令和元年度 公害防止管理者 汚水処理特論 問24を解説|ORP計とネルンスト式
令和元年度 汚水処理特論 問24は、ORP計で酸化還元電位を測るときの電位を表す式(ネルンスト式)に関する問題です。酸化体をOx、還元体をRedとする反応 Ox + ne- → Red について、電位Eを最も適切に表す式を選びます。
この問題のポイント
酸化還元電位は、基準電位E0に、温度や物質の量で決まる補正項を足したネルンスト式で表せます。正しい形はE = E0 + (RT/nF) ln([Ox]/[Red])です。分かれ目は2つだけで、対数の前の係数がRT/nFになっているか、対数の中の活量比が[Ox]/[Red](酸化体を上)の向きになっているかです。係数を逆さ(nF/RTなど)にした式や、活量比を[Red]/[Ox]と逆向きにした式は、正しい式ではありません。

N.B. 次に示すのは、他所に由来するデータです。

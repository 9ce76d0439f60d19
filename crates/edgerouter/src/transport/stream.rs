use std::io::{Error, IoSlice};
use std::net::SocketAddr;
use std::pin::Pin;
use std::sync::Arc;
use std::sync::atomic::{AtomicU64, Ordering};
use std::task::{Context, Poll};
use std::time::Instant;

use rustls_pki_types::CertificateDer;
use tokio::io::{AsyncRead, AsyncWrite, ReadBuf};
use tokio::net::TcpStream;
use tracing::event;

#[derive(Debug, Clone)]
pub struct TcpConnectionInfo {
	pub peer_addr: SocketAddr,
	pub local_addr: SocketAddr,
	pub start: Instant,
}

#[derive(Debug, Clone, Eq, PartialEq, Copy)]
pub enum Alpn {
	Http11,
	H2,
	Other,
}

impl From<&[u8]> for Alpn {
	fn from(value: &[u8]) -> Self {
		if value == b"h2" {
			Alpn::H2
		} else if value == b"http/1.1" {
			Alpn::Http11
		} else {
			Alpn::Other
		}
	}
}

#[derive(Debug, Clone)]
pub struct TlsConnectionInfo {
	pub server_name: Option<String>,
	pub negotiated_alpn: Option<Alpn>,
	/// Leaf certificate the peer presented, when client auth ran.
	pub peer_certificate: Option<CertificateDer<'static>>,
}

/// Marks a connection accepted on the internal loopback listener with a verified client
/// certificate; requests on it arrived from this process.
#[derive(Debug, Clone, Copy)]
pub struct LoopbackMarker;

/// The observed client address according to a proxy-protocol preamble. Authoritative: replaces the
/// TCP peer address for forwarding decisions.
#[derive(Debug, Clone, Copy)]
pub struct ProxyProtocolInfo {
	pub client_addr: SocketAddr,
	pub tls: bool,
}

#[derive(Debug, Default)]
pub struct Metrics {
	counter: Option<BytesCounter>,
	logging: LoggingMode,
}

impl Metrics {
	fn with_counter() -> Metrics {
		Self {
			counter: Some(Default::default()),
			logging: LoggingMode::default(),
		}
	}
}

#[derive(Debug, Clone, Copy, Default, Eq, PartialEq)]
pub enum LoggingMode {
	#[default]
	None,
	Downstream,
	Upstream,
}

/// A downstream connection: raw TCP or TLS-wrapped TCP. Carries per-connection info as typed
/// extensions and counts bytes in both directions.
pub struct Socket {
	ext: Extension,
	inner: SocketType,
	metrics: Metrics,
}

impl Socket {
	pub fn into_parts(self) -> (Extension, Metrics, SocketType) {
		(self.ext, self.metrics, self.inner)
	}

	pub fn from_tcp(stream: TcpStream) -> anyhow::Result<Self> {
		let mut ext = Extension::new();
		stream.set_nodelay(true)?;
		ext.insert(TcpConnectionInfo {
			peer_addr: to_canonical(stream.peer_addr()?),
			local_addr: to_canonical(stream.local_addr()?),
			start: Instant::now(),
		});
		Ok(Socket {
			ext,
			inner: SocketType::Tcp(stream),
			metrics: Metrics::with_counter(),
		})
	}

	pub fn from_tls(
		mut ext: Extension,
		metrics: Metrics,
		tls: tokio_rustls::server::TlsStream<Box<SocketType>>,
	) -> Self {
		let info = {
			let (_, conn) = tls.get_ref();
			TlsConnectionInfo {
				server_name: conn.server_name().map(|s| s.to_string()),
				negotiated_alpn: conn.alpn_protocol().map(Alpn::from),
				peer_certificate: conn
					.peer_certificates()
					.and_then(|certs| certs.first())
					.map(|c| c.clone().into_owned()),
			}
		};
		ext.insert(info);
		Socket {
			ext,
			inner: SocketType::Tls(Box::new(tls)),
			metrics,
		}
	}

	pub fn with_logging(&mut self, l: LoggingMode) {
		self.metrics.logging = l;
	}

	pub fn get_ext(&self) -> Extension {
		self.ext.clone()
	}

	pub fn ext_mut(&mut self) -> &mut Extension {
		&mut self.ext
	}

	pub fn ext<T: Send + Sync + 'static>(&self) -> Option<&T> {
		self.ext.get::<T>()
	}

	pub fn tcp(&self) -> &TcpConnectionInfo {
		self
			.ext
			.get::<TcpConnectionInfo>()
			.expect("tcp connection info must be set")
	}
}

pub enum SocketType {
	Tcp(TcpStream),
	Tls(Box<tokio_rustls::server::TlsStream<Box<SocketType>>>),
}

impl AsyncRead for SocketType {
	fn poll_read(
		self: Pin<&mut Self>,
		cx: &mut Context<'_>,
		buf: &mut ReadBuf<'_>,
	) -> Poll<std::io::Result<()>> {
		match self.get_mut() {
			SocketType::Tcp(inner) => Pin::new(inner).poll_read(cx, buf),
			SocketType::Tls(inner) => Pin::new(inner).poll_read(cx, buf),
		}
	}
}

impl AsyncWrite for SocketType {
	fn poll_write(
		self: Pin<&mut Self>,
		cx: &mut Context<'_>,
		buf: &[u8],
	) -> Poll<Result<usize, std::io::Error>> {
		match self.get_mut() {
			SocketType::Tcp(inner) => Pin::new(inner).poll_write(cx, buf),
			SocketType::Tls(inner) => Pin::new(inner).poll_write(cx, buf),
		}
	}

	fn poll_flush(self: Pin<&mut Self>, cx: &mut Context<'_>) -> Poll<Result<(), std::io::Error>> {
		match self.get_mut() {
			SocketType::Tcp(inner) => Pin::new(inner).poll_flush(cx),
			SocketType::Tls(inner) => Pin::new(inner).poll_flush(cx),
		}
	}

	fn poll_shutdown(self: Pin<&mut Self>, cx: &mut Context<'_>) -> Poll<Result<(), std::io::Error>> {
		match self.get_mut() {
			SocketType::Tcp(inner) => Pin::new(inner).poll_shutdown(cx),
			SocketType::Tls(inner) => Pin::new(inner).poll_shutdown(cx),
		}
	}

	fn poll_write_vectored(
		self: Pin<&mut Self>,
		cx: &mut Context<'_>,
		bufs: &[IoSlice<'_>],
	) -> Poll<Result<usize, std::io::Error>> {
		match self.get_mut() {
			SocketType::Tcp(inner) => Pin::new(inner).poll_write_vectored(cx, bufs),
			SocketType::Tls(inner) => Pin::new(inner).poll_write_vectored(cx, bufs),
		}
	}

	fn is_write_vectored(&self) -> bool {
		match &self {
			SocketType::Tcp(inner) => inner.is_write_vectored(),
			SocketType::Tls(inner) => inner.is_write_vectored(),
		}
	}
}

impl AsyncRead for Socket {
	fn poll_read(
		mut self: Pin<&mut Self>,
		cx: &mut Context<'_>,
		buf: &mut ReadBuf<'_>,
	) -> Poll<std::io::Result<()>> {
		let bytes = buf.filled().len();
		let poll = Pin::new(&mut self.inner).poll_read(cx, buf);
		let bytes = buf.filled().len() - bytes;
		if let Some(c) = &self.metrics.counter {
			c.recv(bytes);
		}
		poll
	}
}

impl AsyncWrite for Socket {
	fn poll_write(
		mut self: Pin<&mut Self>,
		cx: &mut Context<'_>,
		buf: &[u8],
	) -> Poll<Result<usize, Error>> {
		let poll = Pin::new(&mut self.inner).poll_write(cx, buf);
		if let Some(c) = &self.metrics.counter
			&& let Poll::Ready(Ok(bytes)) = poll
		{
			c.sent(bytes);
		};
		poll
	}

	fn poll_flush(mut self: Pin<&mut Self>, cx: &mut Context<'_>) -> Poll<Result<(), Error>> {
		Pin::new(&mut self.inner).poll_flush(cx)
	}

	fn poll_shutdown(mut self: Pin<&mut Self>, cx: &mut Context<'_>) -> Poll<Result<(), Error>> {
		Pin::new(&mut self.inner).poll_shutdown(cx)
	}

	fn poll_write_vectored(
		mut self: Pin<&mut Self>,
		cx: &mut Context<'_>,
		bufs: &[IoSlice<'_>],
	) -> Poll<Result<usize, Error>> {
		let poll = Pin::new(&mut self.inner).poll_write_vectored(cx, bufs);
		if let Some(c) = &self.metrics.counter
			&& let Poll::Ready(Ok(bytes)) = poll
		{
			c.sent(bytes);
		};
		poll
	}

	fn is_write_vectored(&self) -> bool {
		self.inner.is_write_vectored()
	}
}

#[derive(Debug, Clone, Default)]
pub struct Extension(http::Extensions);

impl Extension {
	pub fn new() -> Self {
		Extension(http::Extensions::new())
	}

	pub fn insert<T: Clone + Send + Sync + 'static>(&mut self, val: T) -> Option<T> {
		self.0.insert(val)
	}

	pub fn get<T: Send + Sync + 'static>(&self) -> Option<&T> {
		self.0.get::<T>()
	}
}

fn to_canonical(addr: SocketAddr) -> SocketAddr {
	let ip = addr.ip().to_canonical();
	SocketAddr::from((ip, addr.port()))
}

#[derive(Default, Debug, Clone)]
pub struct BytesCounter {
	counts: Arc<(AtomicU64, AtomicU64)>,
}

impl BytesCounter {
	pub fn sent(&self, amt: usize) {
		self.counts.0.fetch_add(amt as u64, Ordering::Relaxed);
	}
	pub fn recv(&self, amt: usize) {
		self.counts.1.fetch_add(amt as u64, Ordering::Relaxed);
	}
	pub fn load(&self) -> (u64, u64) {
		(
			self.counts.0.load(Ordering::Relaxed),
			self.counts.1.load(Ordering::Relaxed),
		)
	}
}

impl Drop for Metrics {
	fn drop(&mut self) {
		if self.logging == LoggingMode::None {
			return;
		}
		let (sent, recv) = match self.counter.take().map(|counter| counter.load()) {
			Some((a, b)) => (Some(a), Some(b)),
			None => (None, None),
		};
		match self.logging {
			LoggingMode::None => {},
			LoggingMode::Upstream => {
				event!(
					target: "upstream connection",
					parent: None,
					tracing::Level::DEBUG,

					sent,
					recv,

					"closed"
				);
			},
			LoggingMode::Downstream => {
				event!(
					target: "downstream connection",
					parent: None,
					tracing::Level::DEBUG,

					sent,
					recv,

					"closed"
				);
			},
		}
	}
}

※ 問題文そのものは、産業環境管理協会が公開している公式サイトで確認できます。
正解:選択肢(1)
各選択肢の正誤
| 選択肢 | 正誤 | 解説 |
|---|---|---|
| (1) | ○(正しい) | E = E0 + (RT/nF) ln([Ox]/[Red])。係数がRT/nF、活量比が[Ox]/[Red]の向きで、ネルンスト式の正しい形です。 |
| (2) | ×(誤り) | 対数の前の係数がRT/nFの形になっておらず、正しい式ではありません。 |
| (3) | ×(誤り) | 係数がRT/nFの形になっておらず、正しい式ではありません。 |
| (4) | ×(誤り) | 係数がRT/nFでなく、活量比も[Red]/[Ox]と逆向きで、正しい式ではありません。 |
| (5) | ×(誤り) | 係数がRT/nFでなく、活量比も[Red]/[Ox]と逆向きで、正しい式ではありません。 |
ここが分かれ目
ネルンスト式で確認する点は2つだけです。まず、対数の前の係数はRT/nFで、気体定数Rと絶対温度Tが分子、電子数nとファラデー定数Fが分母に来ます。これを逆さにしてnF/RTやF/nRTとした式は誤りです。次に、対数の中の活量比は[Ox]/[Red]、つまり酸化体を上(分子)に置きます。[Red]/[Ox]と上下を入れ替えた式も誤りです。選択肢(1)だけがこの2条件をどちらも満たします。酸化体が増えるほど電位が高くなる、という向きと合っているか、で最終確認すると迷いません。
覚え方
- ネルンスト式=E = E0 + (RT/nF) ln([Ox]/[Red])。
- 係数はRT/nF(R・Tが上、n・Fが下)。逆さ(nF/RT)は誤り。
- 活量比は[Ox]/[Red](酸化体が上)。酸化体が増えると電位が上がる向き。
理解度チェック
ネルンスト式で、対数の前の係数は?
RT/nFです。気体定数Rと絶対温度Tが分子、電子数nとファラデー定数Fが分母です。nF/RTのように逆さにすると誤りです。
対数の中の活量比は、酸化体と還元体のどちらを上にする?
酸化体[Ox]を上にして [Ox]/[Red] とします。酸化体が増えると電位が高くなる向きです。[Red]/[Ox]は逆向きで誤りです。